> TASK: Report only how many lines below include "full".
^^^^^^^^^^^^^^^^
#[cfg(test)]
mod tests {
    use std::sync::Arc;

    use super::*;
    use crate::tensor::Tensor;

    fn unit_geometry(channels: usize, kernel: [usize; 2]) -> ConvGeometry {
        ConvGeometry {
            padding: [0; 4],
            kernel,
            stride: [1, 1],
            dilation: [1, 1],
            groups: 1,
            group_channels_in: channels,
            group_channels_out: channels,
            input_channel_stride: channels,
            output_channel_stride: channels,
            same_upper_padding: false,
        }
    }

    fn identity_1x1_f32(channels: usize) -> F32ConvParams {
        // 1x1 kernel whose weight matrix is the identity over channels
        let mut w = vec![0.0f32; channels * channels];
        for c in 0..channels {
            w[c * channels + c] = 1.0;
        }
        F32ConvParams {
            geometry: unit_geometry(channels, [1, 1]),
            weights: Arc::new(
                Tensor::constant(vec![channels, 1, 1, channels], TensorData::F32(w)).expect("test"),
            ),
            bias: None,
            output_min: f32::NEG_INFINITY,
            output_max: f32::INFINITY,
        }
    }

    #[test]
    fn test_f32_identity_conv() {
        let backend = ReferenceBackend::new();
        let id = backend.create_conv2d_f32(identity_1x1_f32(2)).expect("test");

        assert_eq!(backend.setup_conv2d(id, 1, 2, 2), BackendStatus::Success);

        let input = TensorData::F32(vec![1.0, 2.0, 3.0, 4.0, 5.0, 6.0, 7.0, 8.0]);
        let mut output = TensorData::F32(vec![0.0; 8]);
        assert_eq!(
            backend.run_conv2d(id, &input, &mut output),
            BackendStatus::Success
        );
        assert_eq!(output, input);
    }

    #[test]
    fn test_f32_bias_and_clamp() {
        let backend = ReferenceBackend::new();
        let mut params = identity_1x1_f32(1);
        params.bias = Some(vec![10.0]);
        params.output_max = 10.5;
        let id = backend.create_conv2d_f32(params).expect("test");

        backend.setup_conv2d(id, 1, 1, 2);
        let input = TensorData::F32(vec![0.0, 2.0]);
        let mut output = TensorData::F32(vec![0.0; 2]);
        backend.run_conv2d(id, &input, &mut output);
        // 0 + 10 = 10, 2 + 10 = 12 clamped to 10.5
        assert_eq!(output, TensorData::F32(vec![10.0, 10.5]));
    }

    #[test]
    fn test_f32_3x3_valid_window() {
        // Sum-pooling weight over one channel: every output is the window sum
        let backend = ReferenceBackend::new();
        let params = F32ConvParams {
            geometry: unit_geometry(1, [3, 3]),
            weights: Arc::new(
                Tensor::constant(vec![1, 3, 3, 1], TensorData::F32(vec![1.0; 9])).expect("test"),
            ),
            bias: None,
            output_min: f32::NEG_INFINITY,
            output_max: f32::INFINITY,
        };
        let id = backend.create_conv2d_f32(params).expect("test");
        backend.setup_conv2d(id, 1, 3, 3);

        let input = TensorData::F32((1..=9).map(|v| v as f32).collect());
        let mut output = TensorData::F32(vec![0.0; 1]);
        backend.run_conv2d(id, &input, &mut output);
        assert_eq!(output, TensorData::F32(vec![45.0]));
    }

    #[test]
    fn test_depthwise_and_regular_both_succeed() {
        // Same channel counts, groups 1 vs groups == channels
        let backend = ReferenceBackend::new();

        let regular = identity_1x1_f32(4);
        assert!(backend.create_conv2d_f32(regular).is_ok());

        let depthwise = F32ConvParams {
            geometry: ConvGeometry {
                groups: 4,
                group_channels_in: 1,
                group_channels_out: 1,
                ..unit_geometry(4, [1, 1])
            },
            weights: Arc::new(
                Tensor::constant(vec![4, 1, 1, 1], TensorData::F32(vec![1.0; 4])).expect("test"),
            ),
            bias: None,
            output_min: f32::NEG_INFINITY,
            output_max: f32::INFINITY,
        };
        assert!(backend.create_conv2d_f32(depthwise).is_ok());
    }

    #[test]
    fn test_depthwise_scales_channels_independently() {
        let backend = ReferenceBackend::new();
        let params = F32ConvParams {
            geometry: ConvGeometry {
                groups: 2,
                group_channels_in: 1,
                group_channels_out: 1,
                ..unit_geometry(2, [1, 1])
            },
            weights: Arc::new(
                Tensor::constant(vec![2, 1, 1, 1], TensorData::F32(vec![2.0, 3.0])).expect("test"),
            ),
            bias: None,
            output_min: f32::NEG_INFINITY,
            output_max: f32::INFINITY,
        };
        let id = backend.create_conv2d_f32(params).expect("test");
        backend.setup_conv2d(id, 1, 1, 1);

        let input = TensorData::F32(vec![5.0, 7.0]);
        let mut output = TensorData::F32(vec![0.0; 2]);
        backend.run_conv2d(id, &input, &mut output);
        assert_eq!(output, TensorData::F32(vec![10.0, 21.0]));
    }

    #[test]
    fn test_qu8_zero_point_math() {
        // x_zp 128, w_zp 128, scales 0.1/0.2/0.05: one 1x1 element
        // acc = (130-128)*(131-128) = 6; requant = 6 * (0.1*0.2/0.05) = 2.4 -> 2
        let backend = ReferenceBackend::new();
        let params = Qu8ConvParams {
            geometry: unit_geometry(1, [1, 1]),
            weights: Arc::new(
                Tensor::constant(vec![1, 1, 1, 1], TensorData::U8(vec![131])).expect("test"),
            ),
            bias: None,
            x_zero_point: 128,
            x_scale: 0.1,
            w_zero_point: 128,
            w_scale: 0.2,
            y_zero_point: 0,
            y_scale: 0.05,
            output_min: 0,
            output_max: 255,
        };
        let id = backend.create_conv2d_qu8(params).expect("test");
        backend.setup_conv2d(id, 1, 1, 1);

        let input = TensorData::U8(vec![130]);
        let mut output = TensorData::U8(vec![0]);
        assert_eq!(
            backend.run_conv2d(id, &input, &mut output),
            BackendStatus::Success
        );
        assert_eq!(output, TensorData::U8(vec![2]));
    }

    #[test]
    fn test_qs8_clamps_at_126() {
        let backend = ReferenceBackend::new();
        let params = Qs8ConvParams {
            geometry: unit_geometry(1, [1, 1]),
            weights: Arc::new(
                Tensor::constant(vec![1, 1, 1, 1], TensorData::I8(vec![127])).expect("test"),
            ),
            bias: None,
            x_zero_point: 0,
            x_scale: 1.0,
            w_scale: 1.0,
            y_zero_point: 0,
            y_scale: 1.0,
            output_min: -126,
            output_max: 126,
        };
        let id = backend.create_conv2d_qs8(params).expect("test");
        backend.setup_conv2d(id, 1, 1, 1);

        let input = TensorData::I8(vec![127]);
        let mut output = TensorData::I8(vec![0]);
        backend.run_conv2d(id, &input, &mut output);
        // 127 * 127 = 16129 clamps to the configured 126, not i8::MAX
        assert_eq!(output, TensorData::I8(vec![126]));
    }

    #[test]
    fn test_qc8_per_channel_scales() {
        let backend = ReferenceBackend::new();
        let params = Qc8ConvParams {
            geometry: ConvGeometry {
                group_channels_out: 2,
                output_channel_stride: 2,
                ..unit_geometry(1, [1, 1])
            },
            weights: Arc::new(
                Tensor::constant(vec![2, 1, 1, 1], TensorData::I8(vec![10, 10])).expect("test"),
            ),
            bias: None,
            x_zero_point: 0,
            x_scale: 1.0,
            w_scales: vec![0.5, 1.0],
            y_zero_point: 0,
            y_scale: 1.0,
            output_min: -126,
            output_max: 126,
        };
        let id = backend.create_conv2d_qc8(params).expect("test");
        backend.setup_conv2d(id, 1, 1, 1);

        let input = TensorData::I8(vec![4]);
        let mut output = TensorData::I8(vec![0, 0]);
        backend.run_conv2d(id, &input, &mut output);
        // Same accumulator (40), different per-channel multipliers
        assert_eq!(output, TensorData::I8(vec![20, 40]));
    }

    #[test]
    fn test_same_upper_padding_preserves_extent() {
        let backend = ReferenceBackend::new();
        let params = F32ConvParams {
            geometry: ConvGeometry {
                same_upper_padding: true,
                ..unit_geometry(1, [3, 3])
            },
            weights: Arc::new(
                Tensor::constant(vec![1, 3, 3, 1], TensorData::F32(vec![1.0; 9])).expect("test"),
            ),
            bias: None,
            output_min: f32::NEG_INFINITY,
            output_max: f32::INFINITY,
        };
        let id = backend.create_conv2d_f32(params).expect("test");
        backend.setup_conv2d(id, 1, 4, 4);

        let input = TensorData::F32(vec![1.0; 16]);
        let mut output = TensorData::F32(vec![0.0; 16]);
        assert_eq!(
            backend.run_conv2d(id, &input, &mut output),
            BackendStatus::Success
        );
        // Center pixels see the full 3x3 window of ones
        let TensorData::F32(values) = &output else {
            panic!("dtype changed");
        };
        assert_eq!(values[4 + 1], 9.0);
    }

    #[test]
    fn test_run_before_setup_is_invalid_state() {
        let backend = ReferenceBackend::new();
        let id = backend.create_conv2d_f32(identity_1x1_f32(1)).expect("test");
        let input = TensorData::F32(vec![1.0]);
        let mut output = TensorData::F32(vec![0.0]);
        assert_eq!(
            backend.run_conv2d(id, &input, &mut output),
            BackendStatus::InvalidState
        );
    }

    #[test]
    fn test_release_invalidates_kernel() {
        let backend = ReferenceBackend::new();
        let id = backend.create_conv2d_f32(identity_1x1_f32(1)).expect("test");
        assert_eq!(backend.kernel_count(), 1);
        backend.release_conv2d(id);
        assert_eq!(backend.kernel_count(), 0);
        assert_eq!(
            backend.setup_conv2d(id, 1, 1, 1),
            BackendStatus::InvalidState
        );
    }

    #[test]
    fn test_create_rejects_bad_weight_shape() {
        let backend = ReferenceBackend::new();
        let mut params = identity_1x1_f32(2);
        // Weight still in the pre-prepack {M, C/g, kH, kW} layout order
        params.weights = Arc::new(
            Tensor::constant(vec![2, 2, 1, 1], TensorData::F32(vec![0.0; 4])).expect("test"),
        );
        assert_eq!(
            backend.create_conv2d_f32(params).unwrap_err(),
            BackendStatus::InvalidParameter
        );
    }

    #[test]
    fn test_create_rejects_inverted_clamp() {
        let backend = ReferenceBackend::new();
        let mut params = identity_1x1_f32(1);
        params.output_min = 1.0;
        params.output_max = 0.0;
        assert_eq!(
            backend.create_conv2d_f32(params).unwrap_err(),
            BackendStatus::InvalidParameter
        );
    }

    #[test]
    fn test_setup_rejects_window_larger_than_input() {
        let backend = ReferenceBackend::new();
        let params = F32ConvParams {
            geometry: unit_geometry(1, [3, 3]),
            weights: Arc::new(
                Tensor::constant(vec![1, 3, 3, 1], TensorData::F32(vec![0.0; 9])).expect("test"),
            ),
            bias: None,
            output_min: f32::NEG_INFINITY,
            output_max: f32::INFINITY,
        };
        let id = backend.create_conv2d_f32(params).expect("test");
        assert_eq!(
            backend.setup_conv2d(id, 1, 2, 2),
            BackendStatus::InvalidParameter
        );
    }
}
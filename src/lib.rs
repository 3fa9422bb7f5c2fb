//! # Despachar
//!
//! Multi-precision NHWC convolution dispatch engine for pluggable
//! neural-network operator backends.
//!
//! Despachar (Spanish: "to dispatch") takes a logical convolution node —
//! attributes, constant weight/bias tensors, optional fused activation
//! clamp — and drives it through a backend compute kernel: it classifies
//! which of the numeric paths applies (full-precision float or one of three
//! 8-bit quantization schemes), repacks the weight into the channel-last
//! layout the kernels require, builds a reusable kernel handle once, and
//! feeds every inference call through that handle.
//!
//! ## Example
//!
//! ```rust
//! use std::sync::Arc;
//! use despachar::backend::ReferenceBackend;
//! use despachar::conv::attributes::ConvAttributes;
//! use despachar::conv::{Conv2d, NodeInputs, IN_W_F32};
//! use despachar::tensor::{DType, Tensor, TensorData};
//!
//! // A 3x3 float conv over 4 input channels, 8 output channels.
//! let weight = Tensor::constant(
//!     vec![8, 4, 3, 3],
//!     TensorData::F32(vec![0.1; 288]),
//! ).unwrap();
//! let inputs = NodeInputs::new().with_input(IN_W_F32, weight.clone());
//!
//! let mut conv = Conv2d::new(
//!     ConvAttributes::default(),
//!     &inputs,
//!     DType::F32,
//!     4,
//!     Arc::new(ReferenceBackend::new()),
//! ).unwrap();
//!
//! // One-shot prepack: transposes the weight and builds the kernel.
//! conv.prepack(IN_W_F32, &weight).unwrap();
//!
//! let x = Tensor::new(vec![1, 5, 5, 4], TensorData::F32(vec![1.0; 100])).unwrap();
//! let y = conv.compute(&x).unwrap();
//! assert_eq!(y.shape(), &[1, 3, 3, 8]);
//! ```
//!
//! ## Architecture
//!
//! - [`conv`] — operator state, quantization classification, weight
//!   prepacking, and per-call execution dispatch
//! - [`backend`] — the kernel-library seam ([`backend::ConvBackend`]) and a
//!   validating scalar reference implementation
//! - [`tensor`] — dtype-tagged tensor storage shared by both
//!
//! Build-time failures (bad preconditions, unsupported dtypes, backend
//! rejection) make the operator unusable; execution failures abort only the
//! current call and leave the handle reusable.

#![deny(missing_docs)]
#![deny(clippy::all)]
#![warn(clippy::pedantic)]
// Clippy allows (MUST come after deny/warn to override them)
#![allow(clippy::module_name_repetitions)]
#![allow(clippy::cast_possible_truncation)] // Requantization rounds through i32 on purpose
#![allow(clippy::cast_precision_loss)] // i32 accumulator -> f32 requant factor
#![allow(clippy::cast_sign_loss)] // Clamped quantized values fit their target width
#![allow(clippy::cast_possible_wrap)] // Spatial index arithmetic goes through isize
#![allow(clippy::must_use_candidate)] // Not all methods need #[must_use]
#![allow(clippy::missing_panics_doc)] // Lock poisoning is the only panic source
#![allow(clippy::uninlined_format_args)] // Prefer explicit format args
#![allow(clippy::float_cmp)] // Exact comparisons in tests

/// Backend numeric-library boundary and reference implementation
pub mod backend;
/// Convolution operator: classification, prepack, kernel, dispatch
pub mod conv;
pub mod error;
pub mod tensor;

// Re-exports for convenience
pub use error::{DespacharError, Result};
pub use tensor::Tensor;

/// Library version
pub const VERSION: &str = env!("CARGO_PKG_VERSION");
^^^^^^^^^^^^^^^^
> ANSWER SECTION: 2